◆ **EXTRACTED INFORMATION**
>>>

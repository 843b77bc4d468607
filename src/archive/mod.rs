//! Archive tool installation
//!
//! Installs the auxiliary CLI shipped as a tarball in the source checkout:
//! the binary goes to the user-local bin dir, supplementary assets to the
//! tool's config dir, and the shell-integration script to the preferred
//! shell-integration directory.
//!
//! A missing archive or a failed extraction aborts this step only; the
//! remaining sub-steps are independent of each other and degrade to
//! warnings. The scratch directory is removed on every return path.

pub mod extract;
pub mod shell;

use std::fs;
use std::path::PathBuf;

use crate::common::fs::{CopyOptions, copy_dir_recursive, install_executable};
use crate::config::layout::ARCHIVE_TOOL;
use crate::context::Context;
use crate::error::{Result, fs::archive_not_found};
use crate::temp::ScratchDir;
use crate::ui::Reporter;

pub use extract::{bundle_root, extract_tar_gz, find_file};

/// Binary location inside the bundle
pub const BINARY_ENTRY: &str = "bin/jira";

/// Shell-integration script inside the bundle
pub const SHELL_ENTRY: &str = "shell/jira.sh";

/// Supplementary assets inside the bundle
pub const ASSETS_ENTRY: &str = "share";

/// Top-level directories of an unwrapped bundle
const LAYOUT_DIRS: [&str; 3] = ["bin", "shell", ASSETS_ENTRY];

/// What the archive step installed
#[derive(Debug, Default, Clone, PartialEq, Eq)]
pub struct ArchiveSummary {
    /// Installed binary path
    pub binary: Option<PathBuf>,
    /// Whether an existing binary was overwritten
    pub replaced_binary: bool,
    /// Installed shell-integration script
    pub shell_integration: Option<PathBuf>,
    /// Number of supplementary asset files copied
    pub assets: usize,
}

/// Install the archive tool from `ctx.layout.archive`
pub fn install_archive_tool(ctx: &Context<'_>, reporter: &mut Reporter) -> Result<ArchiveSummary> {
    let layout = ctx.layout;
    if !layout.archive.is_file() {
        return Err(archive_not_found(&layout.archive));
    }

    let scratch = ScratchDir::new_in(&layout.scratch_root, "archive")?;
    let extraction = extract_tar_gz(&layout.archive, scratch.path())?;
    for skipped in &extraction.skipped {
        reporter.warn(format!("Skipped unsafe archive entry: {skipped}"));
    }

    let root = bundle_root(scratch.path(), &LAYOUT_DIRS);
    let mut summary = ArchiveSummary::default();

    let binary = root.join(BINARY_ENTRY);
    if binary.is_file() {
        let dest = layout.bin_dir.join(ARCHIVE_TOOL);
        match install_executable(&binary, &dest) {
            Ok(replaced) => {
                if replaced {
                    reporter.warn(format!("Overwrote existing {}", dest.display()));
                }
                reporter.success(&format!("Installed {}", dest.display()));
                summary.binary = Some(dest);
                summary.replaced_binary = replaced;
            }
            Err(e) => reporter.warn(format!("Failed to install {}: {e}", dest.display())),
        }
    } else {
        reporter.warn(format!(
            "Archive has no {BINARY_ENTRY}; skipping {ARCHIVE_TOOL} binary"
        ));
    }

    if let Err(e) = fs::create_dir_all(&layout.tool_config_dir) {
        reporter.warn(format!(
            "Failed to create {}: {e}",
            layout.tool_config_dir.display()
        ));
    } else {
        let assets = root.join(ASSETS_ENTRY);
        if assets.is_dir() {
            match copy_dir_recursive(&assets, &layout.tool_config_dir, &CopyOptions::default()) {
                Ok(n) => summary.assets = n,
                Err(e) => reporter.warn(format!("Failed to copy {ARCHIVE_TOOL} assets: {e}")),
            }
        }
    }

    let script = root.join(SHELL_ENTRY);
    if script.is_file() {
        match shell::install_integration(&script, &layout.shell_dirs) {
            Ok(installed) => {
                reporter.success(&format!("Installed {}", installed.display()));
                let dir = installed.parent().map(PathBuf::from).unwrap_or_default();
                if !shell::is_sourced(&layout.shell_profiles, &dir, &layout.home) {
                    reporter.warn(format!(
                        "No shell profile sources {}; add it to your ~/.zshrc or ~/.bashrc",
                        dir.display()
                    ));
                }
                summary.shell_integration = Some(installed);
            }
            Err(e) => reporter.warn(format!("Failed to install shell integration: {e}")),
        }
    }

    Ok(summary)
}

#[cfg(test)]
mod tests {
    use super::extract::test_support::write_tar_gz;
    use super::*;
    use crate::config::{Layout, Manifest};
    use crate::error::DevbootError;
    use crate::process::fake::FakeHost;
    use serial_test::serial;
    use tempfile::TempDir;

    struct Fixture {
        _temp: TempDir,
        layout: Layout,
        manifest: Manifest,
        host: FakeHost,
    }

    impl Fixture {
        fn new() -> Self {
            let temp = TempDir::new().unwrap();
            let manifest = Manifest::default();
            let scratch = temp.path().join("scratch");
            fs::create_dir_all(&scratch).unwrap();
            let layout = Layout::for_home(
                &temp.path().join("src"),
                &temp.path().join("home"),
                &manifest,
            )
            .with_scratch_root(scratch);
            fs::create_dir_all(layout.archive.parent().unwrap()).unwrap();
            Self {
                _temp: temp,
                layout,
                manifest,
                host: FakeHost::new(),
            }
        }

        fn ctx(&self) -> Context<'_> {
            Context {
                layout: &self.layout,
                manifest: &self.manifest,
                runner: &self.host,
                probe: &self.host,
            }
        }

        fn scratch_entries(&self) -> usize {
            fs::read_dir(&self.layout.scratch_root).unwrap().count()
        }
    }

    #[test]
    #[serial]
    fn test_missing_archive_is_not_found() {
        let fx = Fixture::new();
        let mut reporter = Reporter::silent();
        let err = install_archive_tool(&fx.ctx(), &mut reporter).unwrap_err();
        assert!(matches!(err, DevbootError::ArchiveNotFound { .. }));
        assert_eq!(fx.scratch_entries(), 0);
    }

    #[test]
    #[serial]
    fn test_full_install() {
        let fx = Fixture::new();
        write_tar_gz(
            &fx.layout.archive,
            &[
                ("jira-cli/bin/jira", "#!/bin/sh\necho jira\n"),
                ("jira-cli/shell/jira.sh", "alias jt='jira issue list'\n"),
                ("jira-cli/share/templates/bug.md", "# Bug\n"),
            ],
        );
        let mut reporter = Reporter::silent();

        let summary = install_archive_tool(&fx.ctx(), &mut reporter).unwrap();

        assert_eq!(summary.binary, Some(fx.layout.bin_dir.join("jira")));
        assert!(!summary.replaced_binary);
        assert_eq!(summary.assets, 1);
        assert!(fx.layout.tool_config_dir.join("templates/bug.md").is_file());
        assert_eq!(
            summary.shell_integration,
            Some(fx.layout.shell_dirs[0].join("jira.sh"))
        );
        // No profile sources the integration dir yet
        assert_eq!(reporter.warnings().len(), 1);
        assert!(reporter.warnings()[0].contains("No shell profile sources"));
        assert_eq!(fx.scratch_entries(), 0);
    }

    #[test]
    #[serial]
    fn test_overwrite_warns() {
        let fx = Fixture::new();
        write_tar_gz(&fx.layout.archive, &[("bin/jira", "new")]);
        fs::create_dir_all(&fx.layout.bin_dir).unwrap();
        fs::write(fx.layout.bin_dir.join("jira"), "old").unwrap();
        let mut reporter = Reporter::silent();

        let summary = install_archive_tool(&fx.ctx(), &mut reporter).unwrap();

        assert!(summary.replaced_binary);
        assert_eq!(fs::read_to_string(fx.layout.bin_dir.join("jira")).unwrap(), "new");
        assert!(reporter.warnings().iter().any(|w| w.contains("Overwrote")));
    }

    #[test]
    #[serial]
    fn test_missing_binary_still_runs_other_substeps() {
        let fx = Fixture::new();
        write_tar_gz(&fx.layout.archive, &[("shell/jira.sh", "# integration\n")]);
        fs::create_dir_all(&fx.layout.home).unwrap();
        fs::write(
            fx.layout.home.join(".zshrc"),
            "for f in ~/.config/shell/*.sh; do source $f; done\n",
        )
        .unwrap();
        let mut reporter = Reporter::silent();

        let summary = install_archive_tool(&fx.ctx(), &mut reporter).unwrap();

        assert!(summary.binary.is_none());
        assert!(fx.layout.tool_config_dir.is_dir());
        assert!(summary.shell_integration.is_some());
        assert_eq!(reporter.warnings().len(), 1);
        assert!(reporter.warnings()[0].contains("bin/jira"));
        assert_eq!(fx.scratch_entries(), 0);
    }

    #[test]
    #[serial]
    fn test_existing_integration_dir_preferred() {
        let fx = Fixture::new();
        write_tar_gz(&fx.layout.archive, &[("shell/jira.sh", "")]);
        fs::create_dir_all(&fx.layout.shell_dirs[2]).unwrap();
        let mut reporter = Reporter::silent();

        let summary = install_archive_tool(&fx.ctx(), &mut reporter).unwrap();

        assert_eq!(
            summary.shell_integration,
            Some(fx.layout.shell_dirs[2].join("jira.sh"))
        );
        assert!(!fx.layout.shell_dirs[0].exists());
    }

    #[test]
    #[serial]
    fn test_extraction_failure_is_step_fatal_and_cleans_scratch() {
        let fx = Fixture::new();
        fs::write(&fx.layout.archive, "corrupt").unwrap();
        let mut reporter = Reporter::silent();

        let err = install_archive_tool(&fx.ctx(), &mut reporter).unwrap_err();

        assert!(matches!(err, DevbootError::ArchiveExtractFailed { .. }));
        assert!(!fx.layout.bin_dir.join("jira").exists());
        assert_eq!(fx.scratch_entries(), 0);
    }
}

<<<

◆ **WHAT NEEDS TO BE DONE**
The entries above hold a line with "use std::fs;" and a later line with "pub const SHELL_ENTRY: &str". Write out exactly those lines and all lines between, nothing more.

◆ **RESULT**
use std::fs;
use std::path::PathBuf;

use crate::common::fs::{CopyOptions, copy_dir_recursive, install_executable};
use crate::config::layout::ARCHIVE_TOOL;
use crate::context::Context;
use crate::error::{Result, fs::archive_not_found};
use crate::temp::ScratchDir;
use crate::ui::Reporter;

pub use extract::{bundle_root, extract_tar_gz, find_file};

/// Binary location inside the bundle
pub const BINARY_ENTRY: &str = "bin/jira";

/// Shell-integration script inside the bundle
pub const SHELL_ENTRY: &str = "shell/jira.sh";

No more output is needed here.